(Work instruction): Retype only the lines at the head of the records, first through the one with "let posts = state.post_repository.list_visible().await?;", exactly as written.

(The data):

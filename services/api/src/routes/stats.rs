//! `/estadisticas` handlers, administrators only

use axum::{
    Json,
    extract::{Query, State},
    response::IntoResponse,
};

use crate::{
    AppState,
    error::{ApiError, ApiResult},
    models::{
        post::Post,
        stats::{self, DateRange, StatsQuery},
    },
};

async fn visible_posts(
    state: &AppState,
    query: &StatsQuery,
) -> ApiResult<(Vec<Post>, DateRange)> {
    let range = DateRange::parse(query).map_err(ApiError::BadRequest)?;
    let posts = state.post_repository.list_visible().await?;
    Ok((posts, range))
}

pub async fn posts_per_user(
    State(state): State<AppState>,
    Query(query): Query<StatsQuery>,
) -> ApiResult<impl IntoResponse> {
    let (posts, range) = visible_posts(&state, &query).await?;
    Ok(Json(stats::posts_per_user(&posts, &range)))
}

pub async fn comment_totals(
    State(state): State<AppState>,
    Query(query): Query<StatsQuery>,
) -> ApiResult<impl IntoResponse> {
    let (posts, range) = visible_posts(&state, &query).await?;
    Ok(Json(stats::comment_totals(&posts, &range)))
}

pub async fn comments_per_post(
    State(state): State<AppState>,
    Query(query): Query<StatsQuery>,
) -> ApiResult<impl IntoResponse> {
    let (posts, range) = visible_posts(&state, &query).await?;
    Ok(Json(stats::comments_per_post(&posts, &range)))
}
//! API models for request and response payloads

use common::models::{Role, User};
use uuid::Uuid;

pub mod post;
pub mod stats;

/// The authenticated caller, resolved from the bearer token and the
/// current state of the account.
#[derive(Debug, Clone)]
pub struct AuthUser {
    pub id: Uuid,
    pub nombre_usuario: String,
    pub imagen_perfil: Option<String>,
    pub perfil: Role,
}

impl AuthUser {
    pub fn is_admin(&self) -> bool {
        self.perfil.is_admin()
    }

    /// Callers may act on their own account; admins on any
    pub fn can_manage_user(&self, user_id: Uuid) -> bool {
        self.id == user_id || self.is_admin()
    }
}

impl From<&User> for AuthUser {
    fn from(user: &User) -> Self {
        Self {
            id: user.id,
            nombre_usuario: user.nombre_usuario.clone(),
            imagen_perfil: user.imagen_perfil.clone(),
            perfil: user.perfil,
        }
    }
}
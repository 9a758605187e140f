//! Common library for the Red Social backend
//!
//! This crate provides functionality shared by the auth and api services:
//! database connectivity and migrations, the Redis token revocation list,
//! JWT handling, the user model and repository, input validation, object
//! storage and server settings.
//!
//! ```rust,no_run
//! use common::database::{DatabaseConfig, init_pool, health_check, run_migrations};
//!
//! #[tokio::main]
//! async fn main() -> Result<(), Box<dyn std::error::Error>> {
//!     let config = DatabaseConfig::from_env()?;
//!     let pool = init_pool(&config).await?;
//!     run_migrations(&pool).await?;
//!     println!("Database health check: {}", health_check(&pool).await);
//!     Ok(())
//! }
//! ```

pub mod cache;
pub mod database;
pub mod error;
pub mod jwt;
pub mod models;
pub mod repositories;
pub mod settings;
pub mod storage;
pub mod validation;
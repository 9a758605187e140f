use anyhow::Result;
use tracing::info;
use tracing_subscriber::EnvFilter;

mod error;
mod middleware;
mod routes;
mod state;

use common::{
    cache::{RedisConfig, RevocationList},
    database::{self, DatabaseConfig},
    jwt::{JwtConfig, JwtService},
    repositories::UserRepository,
    settings::ServerConfig,
    storage::{ObjectStorage, StorageConfig},
};

use crate::state::AppState;

#[tokio::main]
async fn main() -> Result<()> {
    // Initialize logging
    tracing_subscriber::fmt()
        .with_env_filter(
            EnvFilter::try_from_default_env().unwrap_or_else(|_| EnvFilter::new("info")),
        )
        .init();

    info!("Starting authentication service");

    // Initialize database connection pool
    let db_config = DatabaseConfig::from_env()?;
    let pool = database::init_pool(&db_config).await?;

    if !database::health_check(&pool).await {
        anyhow::bail!("Failed to connect to database");
    }
    database::run_migrations(&pool).await?;

    let jwt_service = JwtService::new(JwtConfig::from_env()?);
    let revocations = RevocationList::new(&RedisConfig::from_env()?)?;
    let storage = ObjectStorage::new(&StorageConfig::from_env()?).await;

    let app_state = AppState {
        user_repository: UserRepository::new(pool.clone()),
        db_pool: pool,
        jwt_service,
        revocations,
        storage,
    };

    info!("Authentication service initialized successfully");

    // Start the web server
    let app = routes::create_router(app_state);

    let server = ServerConfig::load("AUTH", 3000)?;
    let listener = tokio::net::TcpListener::bind(server.address()).await?;
    info!("Authentication service listening on {}", server.address());

    axum::serve(listener, app).await?;

    Ok(())
}
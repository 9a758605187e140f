//! User repository for database operations

use argon2::{Argon2, PasswordHash, PasswordHasher, PasswordVerifier, password_hash::SaltString};
use chrono::Utc;
use sqlx::{PgPool, Row, postgres::PgRow};
use tracing::{info, warn};
use uuid::Uuid;

use crate::{
    error::{DatabaseError, UserError, UserResult},
    models::{NewUser, Role, UpdateUser, User},
    validation,
};

const USER_COLUMNS: &str = "id, nombre, apellido, email, nombre_usuario, password_hash, \
     fecha_nacimiento, imagen_perfil, perfil, activo, fecha_registro";

/// Hash a plain-text password into an Argon2 PHC string
pub fn hash_password(password: &str) -> UserResult<String> {
    let salt = SaltString::generate(&mut rand::thread_rng());
    Argon2::default()
        .hash_password(password.as_bytes(), &salt)
        .map(|hash| hash.to_string())
        .map_err(|e| UserError::PasswordHash(e.to_string()))
}

/// Verify a password against a stored hash; malformed hashes never match
pub fn verify_password(user: &User, password: &str) -> bool {
    match PasswordHash::new(&user.password_hash) {
        Ok(parsed) => Argon2::default()
            .verify_password(password.as_bytes(), &parsed)
            .is_ok(),
        Err(e) => {
            warn!("Stored password hash for {} is malformed: {}", user.id, e);
            false
        }
    }
}

fn user_from_row(row: &PgRow) -> Result<User, DatabaseError> {
    let perfil: String = row.get("perfil");
    Ok(User {
        id: row.get("id"),
        nombre: row.get("nombre"),
        apellido: row.get("apellido"),
        email: row.get("email"),
        nombre_usuario: row.get("nombre_usuario"),
        password_hash: row.get("password_hash"),
        fecha_nacimiento: row.get("fecha_nacimiento"),
        imagen_perfil: row.get("imagen_perfil"),
        perfil: perfil.parse().map_err(DatabaseError::Corrupt)?,
        activo: row.get("activo"),
        fecha_registro: row.get("fecha_registro"),
    })
}

/// Translate a unique-index violation into the matching conflict
fn conflict_from(err: DatabaseError) -> UserError {
    if !err.is_unique_violation() {
        return UserError::Database(err);
    }

    match err.constraint() {
        Some(name) if name.contains("email") => UserError::EmailTaken,
        _ => UserError::UsernameTaken,
    }
}

/// User repository
#[derive(Clone)]
pub struct UserRepository {
    pool: PgPool,
}

impl UserRepository {
    /// Create a new user repository
    pub fn new(pool: PgPool) -> Self {
        Self { pool }
    }

    /// Register a new user.
    ///
    /// `allow_role` is only set by the admin creation path; everywhere else
    /// the requested `perfil` is ignored and the account is a plain `usuario`.
    pub async fn create(&self, new_user: NewUser, allow_role: bool) -> UserResult<User> {
        let new_user = new_user.normalized();
        validation::validate_new_user(&new_user, Utc::now().date_naive())
            .map_err(UserError::Validation)?;

        self.ensure_available(Some(&new_user.email), Some(&new_user.nombre_usuario), None)
            .await?;

        let password_hash = hash_password(&new_user.password)?;
        let perfil = if allow_role {
            new_user.perfil.unwrap_or_default()
        } else {
            Role::Usuario
        };

        info!("Creating new user: {}", new_user.nombre_usuario);

        let query = format!(
            r#"
            INSERT INTO usuarios (id, nombre, apellido, email, nombre_usuario, password_hash,
                                  fecha_nacimiento, imagen_perfil, perfil)
            VALUES ($1, $2, $3, $4, $5, $6, $7, $8, $9)
            RETURNING {USER_COLUMNS}
            "#
        );

        let row = sqlx::query(&query)
            .bind(Uuid::new_v4())
            .bind(&new_user.nombre)
            .bind(&new_user.apellido)
            .bind(&new_user.email)
            .bind(&new_user.nombre_usuario)
            .bind(&password_hash)
            .bind(new_user.fecha_nacimiento)
            .bind(&new_user.imagen_perfil)
            .bind(perfil.as_str())
            .fetch_one(&self.pool)
            .await
            .map_err(|e| conflict_from(DatabaseError::Query(e)))?;

        Ok(user_from_row(&row)?)
    }

    /// Case-insensitive uniqueness pre-check, optionally excluding one user
    async fn ensure_available(
        &self,
        email: Option<&str>,
        username: Option<&str>,
        exclude: Option<Uuid>,
    ) -> UserResult<()> {
        if let Some(email) = email {
            let taken: bool = sqlx::query_scalar(
                r#"
                SELECT EXISTS(
                    SELECT 1 FROM usuarios
                    WHERE LOWER(email) = LOWER($1) AND ($2::uuid IS NULL OR id <> $2)
                )
                "#,
            )
            .bind(email)
            .bind(exclude)
            .fetch_one(&self.pool)
            .await
            .map_err(DatabaseError::Query)?;

            if taken {
                return Err(UserError::EmailTaken);
            }
        }

        if let Some(username) = username {
            let taken: bool = sqlx::query_scalar(
                r#"
                SELECT EXISTS(
                    SELECT 1 FROM usuarios
                    WHERE LOWER(nombre_usuario) = LOWER($1) AND ($2::uuid IS NULL OR id <> $2)
                )
                "#,
            )
            .bind(username)
            .bind(exclude)
            .fetch_one(&self.pool)
            .await
            .map_err(DatabaseError::Query)?;

            if taken {
                return Err(UserError::UsernameTaken);
            }
        }

        Ok(())
    }

    /// Find an active user by email (identifier contains `@`) or username
    pub async fn find_active_by_login(&self, identifier: &str) -> UserResult<Option<User>> {
        let column = if identifier.contains('@') {
            "email"
        } else {
            "nombre_usuario"
        };

        let query = format!(
            "SELECT {USER_COLUMNS} FROM usuarios WHERE LOWER({column}) = LOWER($1) AND activo"
        );

        let row = sqlx::query(&query)
            .bind(identifier.trim())
            .fetch_optional(&self.pool)
            .await
            .map_err(DatabaseError::Query)?;

        Ok(row.as_ref().map(user_from_row).transpose()?)
    }

    /// Find a user by ID, active or not
    pub async fn find_by_id(&self, id: Uuid) -> UserResult<Option<User>> {
        let query = format!("SELECT {USER_COLUMNS} FROM usuarios WHERE id = $1");

        let row = sqlx::query(&query)
            .bind(id)
            .fetch_optional(&self.pool)
            .await
            .map_err(DatabaseError::Query)?;

        Ok(row.as_ref().map(user_from_row).transpose()?)
    }

    /// List users, newest registration first
    pub async fn list(&self, include_inactive: bool) -> UserResult<Vec<User>> {
        let query = format!(
            "SELECT {USER_COLUMNS} FROM usuarios WHERE $1 OR activo ORDER BY fecha_registro DESC"
        );

        let rows = sqlx::query(&query)
            .bind(include_inactive)
            .fetch_all(&self.pool)
            .await
            .map_err(DatabaseError::Query)?;

        let users = rows
            .iter()
            .map(user_from_row)
            .collect::<Result<Vec<_>, _>>()?;
        Ok(users)
    }

    /// Apply a partial update. `perfil` must already be cleared by callers
    /// that are not allowed to change it.
    pub async fn update(&self, id: Uuid, update: UpdateUser) -> UserResult<User> {
        let update = update.normalized();
        validation::validate_update_user(&update, Utc::now().date_naive())
            .map_err(UserError::Validation)?;

        self.ensure_available(
            update.email.as_deref(),
            update.nombre_usuario.as_deref(),
            Some(id),
        )
        .await?;

        let query = format!(
            r#"
            UPDATE usuarios SET
                nombre = COALESCE($2, nombre),
                apellido = COALESCE($3, apellido),
                email = COALESCE($4, email),
                nombre_usuario = COALESCE($5, nombre_usuario),
                fecha_nacimiento = COALESCE($6, fecha_nacimiento),
                imagen_perfil = COALESCE($7, imagen_perfil),
                perfil = COALESCE($8, perfil),
                updated_at = NOW()
            WHERE id = $1
            RETURNING {USER_COLUMNS}
            "#
        );

        let row = sqlx::query(&query)
            .bind(id)
            .bind(&update.nombre)
            .bind(&update.apellido)
            .bind(&update.email)
            .bind(&update.nombre_usuario)
            .bind(update.fecha_nacimiento)
            .bind(&update.imagen_perfil)
            .bind(update.perfil.map(|p| p.as_str()))
            .fetch_optional(&self.pool)
            .await
            .map_err(|e| conflict_from(DatabaseError::Query(e)))?
            .ok_or(UserError::NotFound)?;

        info!("Updated user {}", id);
        Ok(user_from_row(&row)?)
    }

    /// Enable or disable (soft delete) an account
    pub async fn set_active(&self, id: Uuid, activo: bool) -> UserResult<User> {
        let query = format!(
            "UPDATE usuarios SET activo = $2, updated_at = NOW() WHERE id = $1 RETURNING {USER_COLUMNS}"
        );

        let row = sqlx::query(&query)
            .bind(id)
            .bind(activo)
            .fetch_optional(&self.pool)
            .await
            .map_err(DatabaseError::Query)?
            .ok_or(UserError::NotFound)?;

        info!("User {} active flag set to {}", id, activo);
        Ok(user_from_row(&row)?)
    }

    /// Grant the administrator role to the account with this email.
    /// Returns false when no such account exists.
    pub async fn promote_to_admin(&self, email: &str) -> UserResult<bool> {
        let result = sqlx::query(
            r#"
            UPDATE usuarios SET perfil = 'administrador', updated_at = NOW()
            WHERE LOWER(email) = LOWER($1)
            "#,
        )
        .bind(email.trim())
        .execute(&self.pool)
        .await
        .map_err(DatabaseError::Query)?;

        Ok(result.rows_affected() > 0)
    }
}
//! Authentication middleware for JWT token validation

use axum::{
    body::Body,
    extract::State,
    http::{Request, header::AUTHORIZATION},
    middleware::Next,
    response::Response,
};
use common::jwt::bearer_token;
use tracing::error;

use crate::{error::ApiError, models::AuthUser, state::AppState};

fn invalid_token() -> ApiError {
    ApiError::Unauthorized("Token inválido o usuario no encontrado".to_string())
}

/// Authentication middleware.
///
/// Checks signature, expiry and the revocation list, then resolves the
/// account so that deactivated users are turned away and handlers see the
/// current username and photo.
pub async fn auth_middleware(
    State(state): State<AppState>,
    mut req: Request<Body>,
    next: Next,
) -> Result<Response, ApiError> {
    let token = req
        .headers()
        .get(AUTHORIZATION)
        .and_then(|header| header.to_str().ok())
        .and_then(bearer_token)
        .ok_or_else(|| ApiError::Unauthorized("Token no proporcionado".to_string()))?;

    let claims = state.jwt_service.validate(token).map_err(|e| {
        error!("Failed to validate token: {}", e);
        invalid_token()
    })?;

    let revoked = state
        .revocations
        .is_revoked(claims.jti)
        .await
        .map_err(|e| {
            error!("Failed to check token revocation: {}", e);
            ApiError::InternalServerError
        })?;
    if revoked {
        return Err(invalid_token());
    }

    let user = state
        .user_repository
        .find_by_id(claims.sub)
        .await?
        .filter(|u| u.activo)
        .ok_or_else(invalid_token)?;

    req.extensions_mut().insert(AuthUser::from(&user));

    Ok(next.run(req).await)
}

/// Only lets administrators through; must run after [`auth_middleware`]
pub async fn admin_middleware(req: Request<Body>, next: Next) -> Result<Response, ApiError> {
    let is_admin = req
        .extensions()
        .get::<AuthUser>()
        .is_some_and(AuthUser::is_admin);

    if !is_admin {
        return Err(ApiError::admin_required());
    }

    Ok(next.run(req).await)
}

(The completed task):
filename services/api/src/routes/stats.rs
//! `/estadisticas` handlers, administrators only

use axum::{
    Json,
    extract::{Query, State},
    response::IntoResponse,
};

use crate::{
    AppState,
    error::{ApiError, ApiResult},
    models::{
        post::Post,
        stats::{self, DateRange, StatsQuery},
    },
};

async fn visible_posts(
    state: &AppState,
    query: &StatsQuery,
) -> ApiResult<(Vec<Post>, DateRange)> {
    let range = DateRange::parse(query).map_err(ApiError::BadRequest)?;
    let posts = state.post_repository.list_visible().await?;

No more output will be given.